Juniper Bonsai Information and Care
Probably the bonsai most often seen by people are the juniper procumbens nana. They are commonly sold in malls, supermarkets, and department stores as mass produced novelty items. They are commonly referred to as "mallsai". Unfortunately, these trees are usually doomed to fail because they were made to look good at the store and not for long after.
However, the juniper procumbens, when prepared and taken care of properly, can make an excellent bonsai tree. In nature it grows as a low ground cover shrub so it is often trained into a cascade style. It also works as many other styles with the exception of upright forms.
This article will explain how to properly take care of juniper bonsai trees and what to do if you received one as a gift.
I received a juniper as a gift--now what?
First, check to see if your juniper is a "mallsai". You can usually tell if you have a mallsai if there are pebbles glued to the rock surface forming a shell or if there was some sort of synthetic moss on top of the soil. If you have a mallsai you should remove this top coat of pebbles or fake moss immediately. If left on, the roots of your bonsai may suffocate or rot. Next, repot your bonsai in proper bonsai soil. Lastly, follow normal care instructions shown below now that your juniper is rooted in suitable conditions.
How to care for juniper bonsai trees
The two most important requirements for juniper procumbens nana is getting it the light and water it needs. A juniper is not an indoor bonsai and needs to be kept outside in full sun in order to do well.

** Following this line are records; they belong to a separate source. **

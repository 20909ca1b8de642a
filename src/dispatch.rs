//! Named-operation entry point.
//!
//! Callers address the store with an operation name and positional string
//! arguments. The dispatcher resolves the name, checks the argument count
//! and hands off to the workflow or the raw store.

use crate::error::{Result, StoreError};
use crate::ledger::Ledger;
use crate::store::{RecordStore, StoreConfig, StoreMode};
use crate::workflow::Workflow;
use std::fmt;
use tracing::debug;

/// Operations reachable through the dispatcher.
#[derive(Clone, Copy, Debug, PartialEq, Eq, Hash)]
pub enum Operation {
    Init,
    Read,
    Write,
    AddStory,
    FirstEdit,
    Approve,
    ChangeState,
}

impl Operation {
    pub const ALL: [Operation; 7] = [
        Operation::Init,
        Operation::Read,
        Operation::Write,
        Operation::AddStory,
        Operation::FirstEdit,
        Operation::Approve,
        Operation::ChangeState,
    ];

    /// Resolve an operation name, including its aliases.
    pub fn parse(name: &str) -> Option<Self> {
        match name {
            "init" => Some(Operation::Init),
            "read" => Some(Operation::Read),
            "write" => Some(Operation::Write),
            "addstory" | "addRecord" => Some(Operation::AddStory),
            "firstedit" | "firstEdit" => Some(Operation::FirstEdit),
            "approve" => Some(Operation::Approve),
            "changestate" | "changeState" => Some(Operation::ChangeState),
            _ => None,
        }
    }

    /// Canonical name.
    pub fn name(self) -> &'static str {
        match self {
            Operation::Init => "init",
            Operation::Read => "read",
            Operation::Write => "write",
            Operation::AddStory => "addstory",
            Operation::FirstEdit => "firstedit",
            Operation::Approve => "approve",
            Operation::ChangeState => "changestate",
        }
    }

    /// Number of positional arguments expected.
    pub fn arity(self) -> usize {
        match self {
            Operation::Write => 2,
            Operation::ChangeState => 3,
            _ => 1,
        }
    }

    pub fn is_read_only(self) -> bool {
        matches!(self, Operation::Read)
    }

    /// Whether the operation is routed in the given store mode.
    pub fn available_in(self, mode: StoreMode) -> bool {
        match self {
            Operation::Init | Operation::Read => true,
            Operation::Write => mode == StoreMode::KeyValue,
            Operation::AddStory
            | Operation::FirstEdit
            | Operation::Approve
            | Operation::ChangeState => mode == StoreMode::Workflow,
        }
    }
}

impl fmt::Display for Operation {
    fn fmt(&self, f: &mut fmt::Formatter<'_>) -> fmt::Result {
        f.write_str(self.name())
    }
}

/// Routes named operations to the workflow and the record store.
pub struct Dispatcher<L> {
    workflow: Workflow<L>,
}

impl<L: Ledger> Dispatcher<L> {
    /// Dispatcher over `ledger` with the default workflow configuration.
    pub fn new(ledger: L) -> Self {
        Self::with_config(ledger, StoreConfig::default())
    }

    pub fn with_config(ledger: L, config: StoreConfig) -> Self {
        Self {
            workflow: Workflow::new(RecordStore::with_config(ledger, config)),
        }
    }

    pub fn workflow(&self) -> &Workflow<L> {
        &self.workflow
    }

    pub fn store(&self) -> &RecordStore<L> {
        self.workflow.store()
    }

    /// Entry point for state-changing calls. Accepts every routed operation.
    pub fn invoke<S: AsRef<str>>(&self, function: &str, args: &[S]) -> Result<Option<Vec<u8>>> {
        debug!(function, "invoke is running");
        self.dispatch(function, args)
    }

    /// Entry point for read-only calls.
    pub fn query<S: AsRef<str>>(&self, function: &str, args: &[S]) -> Result<Option<Vec<u8>>> {
        debug!(function, "query is running");
        match Operation::parse(function) {
            Some(op) if op.is_read_only() => self.dispatch(function, args),
            _ => Err(StoreError::UnknownOperation(function.to_string())),
        }
    }

    /// Resolve `function`, check the argument count and run it.
    ///
    /// Mutations return `None`; `read` returns the stored bytes.
    pub fn dispatch<S: AsRef<str>>(&self, function: &str, args: &[S]) -> Result<Option<Vec<u8>>> {
        let mode = self.store().config().mode;
        let op = Operation::parse(function)
            .filter(|op| op.available_in(mode))
            .ok_or_else(|| {
                debug!(function, "did not find func");
                StoreError::UnknownOperation(function.to_string())
            })?;

        if args.len() != op.arity() {
            return Err(StoreError::Arity {
                operation: op.name().to_string(),
                expected: op.arity(),
                got: args.len(),
            });
        }
        let args: Vec<&str> = args.iter().map(|a| a.as_ref()).collect();

        match op {
            Operation::Init => self.store().initialize(args[0].as_bytes())?,
            Operation::Read => return self.workflow.read(args[0]).map(Some),
            Operation::Write => self.store().put_raw(args[0], args[1].as_bytes())?,
            Operation::AddStory => {
                self.workflow.add_record(args[0])?;
            }
            Operation::FirstEdit => {
                self.workflow.first_edit(args[0])?;
            }
            Operation::Approve => {
                self.workflow.approve(args[0])?;
            }
            Operation::ChangeState => {
                self.workflow.change_state(args[0], args[1], args[2])?;
            }
        }
        Ok(None)
    }
}
//! Editorial workflow over the record store.
//!
//! Stories move `written -> firstedited -> approved`, one step at a time.
//! Every mutation goes through [`Workflow::change_state`], which only
//! applies a transition when the stored state matches the expected one.

use crate::error::{Result, StoreError};
use crate::ledger::Ledger;
use crate::store::RecordStore;
use crate::types::{Reindexed, Story, StoryState};
use tracing::{debug, info, warn};

/// Guarded state transitions over a [`RecordStore`].
pub struct Workflow<L> {
    store: RecordStore<L>,
}

impl<L: Ledger> Workflow<L> {
    pub fn new(store: RecordStore<L>) -> Self {
        Self { store }
    }

    pub fn store(&self) -> &RecordStore<L> {
        &self.store
    }

    pub fn into_store(self) -> RecordStore<L> {
        self.store
    }

    /// Create a story in the `written` state and add it to the index.
    pub fn add_record(&self, name: &str) -> Result<Story> {
        self.check_name(name)?;

        let load = self.store.load_index()?;
        if !load.is_initialized() {
            if self.store.config().require_initialized {
                return Err(StoreError::NotInitialized);
            }
            warn!("story index missing, starting from an empty index");
        }
        let mut index = load.into_index();

        if !index.push(name) {
            return Err(StoreError::Duplicate(name.to_string()));
        }

        let story = Story::new(name);
        if let Err(e) = self.store.insert_story(&story, &index) {
            if !self.store.ledger().atomic_batches() {
                warn!(name, error = %e, "story may be stored without an index entry; run reindex");
            }
            return Err(e);
        }

        info!(name, stories = index.len(), "story added");
        Ok(story)
    }

    /// Move `name` from `from` to `to`.
    ///
    /// Fails without touching the ledger if `from -> to` is not a workflow
    /// edge, and fails with [`StoreError::InvalidTransition`] if the story is
    /// not currently in `from`.
    pub fn change_state(&self, name: &str, from: &str, to: &str) -> Result<Story> {
        let from: StoryState = from.parse()?;
        let to: StoryState = to.parse()?;
        self.transition(name, from, to)
    }

    /// `written -> firstedited`.
    pub fn first_edit(&self, name: &str) -> Result<Story> {
        self.transition(name, StoryState::Written, StoryState::FirstEdited)
    }

    /// `firstedited -> approved`.
    pub fn approve(&self, name: &str) -> Result<Story> {
        self.transition(name, StoryState::FirstEdited, StoryState::Approved)
    }

    /// Raw bytes stored under `name`, undecoded.
    pub fn read(&self, name: &str) -> Result<Vec<u8>> {
        self.store.get_raw(name)
    }

    /// Add an orphaned story back to the index.
    ///
    /// An orphan is what a failed index write leaves behind when the ledger
    /// applies batches key by key.
    pub fn reindex(&self, name: &str) -> Result<Reindexed> {
        self.check_name(name)?;

        let story = self.store.get_story(name)?;
        if story.name != name {
            return Err(StoreError::Corruption(format!(
                "story stored under {} is named {}",
                name, story.name
            )));
        }

        let mut index = self.store.load_index()?.into_index();
        if !index.push(name) {
            return Ok(Reindexed::AlreadyIndexed);
        }
        self.store.save_index(&index)?;

        info!(name, "orphaned story reindexed");
        Ok(Reindexed::Added)
    }

    fn transition(&self, name: &str, from: StoryState, to: StoryState) -> Result<Story> {
        if !from.can_transition_to(to) {
            return Err(StoreError::IllegalTransition {
                from: from.to_string(),
                to: to.to_string(),
            });
        }

        let mut story = self.store.get_story(name)?;
        if story.state != from {
            return Err(StoreError::InvalidTransition {
                name: name.to_string(),
                expected: from.to_string(),
                actual: story.state.to_string(),
            });
        }

        story.state = to;
        self.store.put_story(&story)?;

        debug!(name, %from, %to, "state changed");
        Ok(story)
    }

    fn check_name(&self, name: &str) -> Result<()> {
        if name.is_empty() {
            return Err(StoreError::InvalidOperation(
                "story name must not be empty".into(),
            ));
        }
        if self.store.config().is_reserved(name) {
            return Err(StoreError::InvalidOperation(format!(
                "story name {} is reserved",
                name
            )));
        }
        Ok(())
    }
}

#[cfg(test)]
mod tests {
    use super::*;
    use crate::ledger::MemoryLedger;
    use crate::store::StoreConfig;
    use crate::types::IndexLoad;

    fn test_workflow() -> Workflow<MemoryLedger> {
        let store = RecordStore::new(MemoryLedger::new());
        store.initialize(b"").unwrap();
        Workflow::new(store)
    }

    #[test]
    fn test_add_record() {
        let workflow = test_workflow();

        let story = workflow.add_record("intro").unwrap();
        assert_eq!(story.state, StoryState::Written);

        let stored = Story::decode(&workflow.read("intro").unwrap()).unwrap();
        assert_eq!(stored, story);
    }

    #[test]
    fn test_add_duplicate() {
        let workflow = test_workflow();
        workflow.add_record("intro").unwrap();
        let writes = workflow.store().ledger().write_count();

        let result = workflow.add_record("intro");

        assert!(matches!(result, Err(StoreError::Duplicate(_))));
        assert_eq!(workflow.store().ledger().write_count(), writes);
        let index = workflow.store().load_index().unwrap().into_index();
        assert_eq!(index.names(), ["intro"]);
    }

    #[test]
    fn test_full_lifecycle() {
        let workflow = test_workflow();
        workflow.add_record("intro").unwrap();

        workflow.first_edit("intro").unwrap();
        let story = workflow.approve("intro").unwrap();
        assert_eq!(story.state, StoryState::Approved);

        let result = workflow.first_edit("intro");
        assert!(matches!(
            result,
            Err(StoreError::InvalidTransition { ref expected, ref actual, .. })
                if expected == "written" && actual == "approved"
        ));
    }

    #[test]
    fn test_approve_requires_first_edit() {
        let workflow = test_workflow();
        workflow.add_record("intro").unwrap();

        let result = workflow.approve("intro");
        assert!(matches!(result, Err(StoreError::InvalidTransition { .. })));

        let story = workflow.store().get_story("intro").unwrap();
        assert_eq!(story.state, StoryState::Written);
    }

    #[test]
    fn test_change_state_rejects_skips() {
        let workflow = test_workflow();
        workflow.add_record("intro").unwrap();
        let writes = workflow.store().ledger().write_count();

        let result = workflow.change_state("intro", "written", "approved");
        assert!(matches!(result, Err(StoreError::IllegalTransition { .. })));

        let result = workflow.change_state("intro", "approved", "written");
        assert!(matches!(result, Err(StoreError::IllegalTransition { .. })));

        assert_eq!(workflow.store().ledger().write_count(), writes);
    }

    #[test]
    fn test_change_state_unknown_state() {
        let workflow = test_workflow();
        workflow.add_record("intro").unwrap();

        let result = workflow.change_state("intro", "written", "published");
        assert!(matches!(result, Err(StoreError::UnknownState(s)) if s == "published"));
    }

    #[test]
    fn test_change_state_missing_story() {
        let workflow = test_workflow();
        let result = workflow.first_edit("ghost");
        assert!(matches!(result, Err(StoreError::NotFound(_))));
    }

    #[test]
    fn test_first_edit_matches_change_state() {
        let a = test_workflow();
        let b = test_workflow();
        a.add_record("s").unwrap();
        b.add_record("s").unwrap();

        a.first_edit("s").unwrap();
        b.change_state("s", "written", "firstedited").unwrap();

        assert_eq!(a.read("s").unwrap(), b.read("s").unwrap());
    }

    #[test]
    fn test_reserved_names() {
        let workflow = test_workflow();

        assert!(matches!(
            workflow.add_record("stories"),
            Err(StoreError::InvalidOperation(_))
        ));
        assert!(matches!(
            workflow.add_record(""),
            Err(StoreError::InvalidOperation(_))
        ));
    }

    #[test]
    fn test_seed_key_is_a_valid_story_name() {
        let workflow = test_workflow();

        // Nothing is written under the seed key outside key/value mode
        workflow.add_record("hello_world").unwrap();
        workflow.first_edit("hello_world").unwrap();

        let story = workflow.store().get_story("hello_world").unwrap();
        assert_eq!(story.state, StoryState::FirstEdited);
    }

    #[test]
    fn test_add_without_init() {
        let workflow = Workflow::new(RecordStore::new(MemoryLedger::new()));
        workflow.add_record("intro").unwrap();

        let index = workflow.store().load_index().unwrap();
        assert!(matches!(index, IndexLoad::Loaded(ref i) if i.contains("intro")));
    }

    #[test]
    fn test_add_requires_init_when_configured() {
        let config = StoreConfig {
            require_initialized: true,
            ..Default::default()
        };
        let workflow = Workflow::new(RecordStore::with_config(MemoryLedger::new(), config));

        let result = workflow.add_record("intro");
        assert!(matches!(result, Err(StoreError::NotInitialized)));
    }

    #[test]
    fn test_add_does_not_overwrite_corrupt_index() {
        let workflow = test_workflow();
        workflow.store().put_raw("stories", b"{broken").unwrap();

        let result = workflow.add_record("intro");
        assert!(matches!(result, Err(StoreError::Corruption(_))));
        assert_eq!(workflow.store().get_raw("stories").unwrap(), b"{broken");
        assert!(!workflow.store().ledger().contains_key("intro"));
    }

    #[test]
    fn test_reindex_already_indexed() {
        let workflow = test_workflow();
        workflow.add_record("intro").unwrap();

        assert_eq!(workflow.reindex("intro").unwrap(), Reindexed::AlreadyIndexed);
        assert!(matches!(
            workflow.reindex("ghost"),
            Err(StoreError::NotFound(_))
        ));
    }
}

Getting the watering right can be tricky, but one should find this easier if one uses a good bonsai soil. In the spring and summer mist the leaves once per day and keep the soil moist, but not soggy. One simple way to check for soil moisture content is the insert an uncoated chopstick or dowel into the soil, remove it after 15 minutes, and see if it feels damp. If so, you probably do not need to water. For more accurate measurements a moisture meter can be used instead.
Fertilizing: Dilute a 20-20-20 chemical fertilizer to half strength biweekly during the spring and summer. Wait a month after root pruning or repotting before fertilizing.
Temperatures: Juniper do best in USDA hardiness zones 4-8 and can survive freezing temperatures. In areas with freezing winters special overwintering procedures should be followed.
Shaping: You can leaf prune in the spring and summer by pinching off needles with your fingers. Scissors are not recommended on juniper leaves since any cut needles will brown off. It is best to prune branches when you repot and wire can be applied in the winter.
Pests: Junipers, especially those purchased from malls, are a favorite meal of spider mites. Usually you can spot webbing between the pine needles and yellowing of the leaves if spider mites are attacking your bonsai. Read our spider mite treatment for more information.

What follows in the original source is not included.